> _What to produce_: The answer must be the lines from the one containing "its datestamp format" through the last line of the data below, copied exactly, with nothing else.

Saved entries
╔══

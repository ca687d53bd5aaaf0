//! Feed ingestion pipeline.
//!
//! - **Fetching**: one streaming HTTP GET with progress reporting
//! - **Parsing**: XML event sequence driving an entry-assembly state machine
//! - **Merging**: insert / update-in-place / skip against the working collection
//! - **Orchestration**: cache restore, refresh cycles, events for the UI
//!
//! # Architecture
//!
//! - [`item`] - The article record and its datestamp format
//! - [`collection`] - Lock-guarded ordered list shared with readers
//! - [`fetcher`] - HTTP download with Content-Length based progress
//! - [`parser`] - `quick-xml` event iterator and the feed parser
//! - [`merge`] - Reconciliation and the finalize (sort + truncate) step
//! - [`feeder`] - Ties the steps together and persists through [`crate::storage`]
//!
//! # Example
//!
//! ```ignore
//! let feeder = Arc::new(Feeder::new(client, FeedCache::new(db), settings).with_events(tx));
//! feeder.load_cached().await?;
//! feeder.spawn_refresh();
//! ```

pub mod collection;
pub mod feeder;
pub mod fetcher;
pub mod item;
pub mod merge;
pub mod parser;

pub use collection::FeedCollection;
pub use feeder::{Feeder, FeederEvent, FeederSettings, RefreshError, DEFAULT_FEED_URL};
pub use fetcher::{fetch_feed, DownloadProgress, FetchError, FetchOptions};
pub use item::{parse_published, FeedItem, PUBLISHED_FORMAT};
pub use merge::{finalize, reconcile, MergeOutcome, MergeSummary, MAX_ITEMS};
pub use parser::{parse_into, FeedParser, ParseError, ParseOptions, XmlEvent, XmlEvents};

╚══

> _Expected answer_:
//! - [`item`] - The article record and its datestamp format
//! - [`collection`] - Lock-guarded ordered list shared with readers
//! - [`fetcher`] - HTTP download with Content-Length based progress
//! - [`parser`] - `quick-xml` event iterator and the feed parser
//! - [`merge`] - Reconciliation and the finalize (sort + truncate) step
//! - [`feeder`] - Ties the steps together and persists through [`crate::storage`]
//!
//! # Example
//!
//! ```ignore
//! let feeder = Arc::new(Feeder::new(client, FeedCache::new(db), settings).with_events(tx));
//! feeder.load_cached().await?;
//! feeder.spawn_refresh();
//! ```

pub mod collection;
pub mod feeder;
pub mod fetcher;
pub mod item;
pub mod merge;
pub mod parser;

pub use collection::FeedCollection;
pub use feeder::{Feeder, FeederEvent, FeederSettings, RefreshError, DEFAULT_FEED_URL};
pub use fetcher::{fetch_feed, DownloadProgress, FetchError, FetchOptions};
pub use item::{parse_published, FeedItem, PUBLISHED_FORMAT};
pub use merge::{finalize, reconcile, MergeOutcome, MergeSummary, MAX_ITEMS};
pub use parser::{parse_into, FeedParser, ParseError, ParseOptions, XmlEvent, XmlEvents};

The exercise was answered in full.